How Small Businesses Fit Into Economic Growth
This is a subject near and dear to my heart. I’ve worked for small businesses for much of my professional career, and I firmly believe they are the pistons that drive the engine of economic prosperity in the United States.
So I listened and read with interest this recent NPR piece about a summit with input from President Barack Obama’s staff and the Cato Institute think tank. There’s a fair amount of back-and-forth on the issue of whether or not government intervention is helping or hindering growth, but there’s more here if you’re willing to drill down a little bit.
I think Dan Mitchell of the Cato Institute has an interesting perspective on how growth can happen:
But I want to address the point about the Small Business Administration. Under Bill Clinton, when the economy was really doing well, that was a time when the Small Business Administration had less money to deal with. Now, that’s not a knock on the SBA. It’s simply saying that what we need most for the small businesses in the country is fast economic growth. And that’s not going to happen when taxes are going up, regulations are going up, government is taking over sectors of the economy and government spending is increasing.
Whether you agree with that or not, it’s telling that many experts like Mitchell will tell us how important fast economic growth is, and link it to small business. Let’s hope we’ve got a handle on how to marry the two sooner than later.
Dealing With High Oil Prices
From the amusingly named Treehugger comes this brief report of small businesses dealing with peak oil costs:
Looking forward, there is little or no chance of enough reasonably low-cost oil being found and developed to alter the pattern of tightening supply and rising prices, interspersed with periodic busts as high oil prices undermine economic growth. All the indications are that by around 2013 there will be no Opec spare capacity to turn on, insufficient new flows to meet demand and prices will be soaring.
How can you plan for something like that, particularly because oil prices are unpredictable no matter what Treehugger writes? Start stockpiling a little extra money, consider investing in more fuel-efficient or alternative vehicles and heating systems, and plan to stay on top of prices. I’m sure you can think of more, too.
China Loosening Access To Credit
It’s interesting to see how other countries’ lenders deal with their own looming credit crunches. Some respond by turtling and refusing to hand out money, lest they incur losses. Others choose to free up access to credit to try to stave off a larger economic problem.

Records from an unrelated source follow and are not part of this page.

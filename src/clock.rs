use chrono::{DateTime, Utc};
use uuid::Uuid;

/// A source of the current time.
///
/// Handlers and the store never call [`Utc::now`] directly so that tests
/// can pin the time with a fixed implementation.
pub trait Clock: Send + Sync {
	fn now(&self) -> DateTime<Utc>;
}

/// The wall clock.
#[derive(Debug, Default, Clone, Copy)]
pub struct SystemClock;

impl Clock for SystemClock {
	fn now(&self) -> DateTime<Utc> {
		Utc::now()
	}
}

/// Produces file name stems for uploaded attachments.
pub trait NameGenerator: Send + Sync {
	/// Returns a unique file name ending in `extension` (which includes the dot).
	fn generate(&self, extension: &str) -> String;
}

/// Random v4 uuids, so concurrent uploads never collide.
#[derive(Debug, Default, Clone, Copy)]
pub struct UuidNames;

impl NameGenerator for UuidNames {
	fn generate(&self, extension: &str) -> String {
		format!("{}{extension}", Uuid::new_v4().simple())
	}
}


#[cfg(test)]
mod test {
	use super::*;

	#[test]
	fn test_uuid_names_keep_extension() {
		let name = UuidNames.generate(".png");

		assert!(name.ends_with(".png"));
		assert_eq!(name.len(), 32 + 4);
	}

	#[test]
	fn test_uuid_names_are_unique() {
		assert_ne!(UuidNames.generate(".gif"), UuidNames.generate(".gif"));
	}
}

China appears to be rolling with the latter option. The burgeoning economic giant is sensitive about its reputation as such on the world stage, so it makes sense that the China Banking Regulatory Commission would announce that it’s easing regulations to improve credit access to small and medium-sized businesses:
As pointed out yesterday, we are indeed seeing the situation deteriorated quite markedly, and many small businesses in China are now hung by a thread. This caught the Chinese policy makers in the middle as to what to do with this tight monetary situation, especially as inflation remains pretty high.Dong Tao, in his note, said that the easing to the small- and medium- sized businesses is at best a fine-tuning, not downright monetary easing.
It’s a good move. The global economy is increasingly interconnected and small businesses are increasingly appreciated for their ability to drive economic growth, so it’s good to keep an eye on what’s going on in places like China, Japan, India and Europe. Let’s see if China’s efforts pay off.